Immunogenicity is not the only factor affecting anti-TNF drug clearance and efficacy. The assessment of disease activity by measuring the seric levels of anti-TNF drug levels facilitates rational decisions on management of LOR.

Methods: Restrospective study in our institution in patients with ulcerative colitis (UC) or Crohn's disease (CD) with LOR and therapeutic drug monitoring from february 2015 to september 2016.The measurement of anti-TNF drug levels and anti-drugs antibodies (ADAS) levels was performed with ELISA assays drug concentration. The cut-off for drug levels in therapeutic range was 3–5 ug/mL for infliximab and 5–8 ug/mL for adalimumab.
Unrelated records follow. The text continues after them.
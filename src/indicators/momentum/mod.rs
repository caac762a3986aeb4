pub mod macd;
pub mod rsi;

pub use macd::{macd_series, MacdSeries};
pub use rsi::rsi_series;
//! Test reporting and output generation.
//!
//! This module provides utilities for test result reporting including
//! JUnit XML generation and console output formatting.

pub mod junit;

pub use junit::JUnitListener;

use crate::listener::RunSummary;

/// Prints a summary of test results to the console.
///
/// Displays pass/fail counts with colored output and appropriate
/// status messages based on the results.
pub fn print_summary(summary: &RunSummary) {
    println!();
    println!("Test Results:");
    println!("  Total:   {}", summary.total);
    println!("  Passed:  {}", console::style(summary.passed).green());
    println!("  Failed:  {}", console::style(summary.failed).red());

    if summary.errors > 0 {
        println!("  Errors:  {}", console::style(summary.errors).red().bold());
    }

    println!("  Skipped: {}", console::style(summary.skipped).yellow());
    println!("  Duration: {:?}", summary.duration);

    println!();
    if summary.total == 0 {
        println!("{}", console::style("No tests were run.").yellow().bold());
    } else if summary.success() {
        println!("{}", console::style("All tests passed!").green().bold());
    } else {
        println!("{}", console::style("Some tests failed.").red().bold());
    }
}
Results: A total of 42 patients were included, 32 with CD (76%) with Harvey-Bradshaw Index (HBI) >4 points and 10 patients with UC with Partial Mayo Score (PMS) >2 points with increase in C-reactive protein (PCR) or fecal calprotectin. 18 patients underwent in treatment with infliximab and 24 with adalimumab. The average time of evolution of disease was 12.6±8.77 years. The average time under biological treatment was 55.92±30.6 months. 38% had previously received another biological drug, 52% had previous intensifications and 58% received concomitant immunomodulators. 24% of patients presented levels in therapeutic range, 40% had low drug levels and absence of anti drugs antibodies (ADAS−), 10% had undetectable drug levels and positive anti drug antibodies (ADAS+), 26% of patients had high drugs level. The therapeutic strategy chosen for each group was: 15% of patients no change in treatment, 44% increase antiTNF dose or decrease infusion interval (intensification), 10% switch to another antiTNF drug, 24% switch to non anti-TNF. The clinical response (decrease of the PMS for UC ≥3 points and decrease of HBI ≥3 points for CD) was reached in 42.8% of patients and remission (PMS≤2 for CU and HBI ≤4 for CD) in 57% at the end of follow-up. The baseline CRP was associated with a baseline mean CRP of 4.12±4.98 mg/L (p=0.018). A HBI >8 and a PMS >8 allowed to identify low drug levels with accuracy AUC = 0.689 and 0.88 (p<0.0001) respectively.

Conclusions: Patients with LOR frequently had low drug levels and negative anti-drug antibodies. Intensification treatment sought to be effective despite the high number of patients who previously needed an increase in the dose of their anti-TNF treatment. 26% of patients needed to switch to non anti-TNF and, in these patients, monitoring anti-TNF, drug levels might allow to change the drug prescribed in order to avoid non-effective treatments.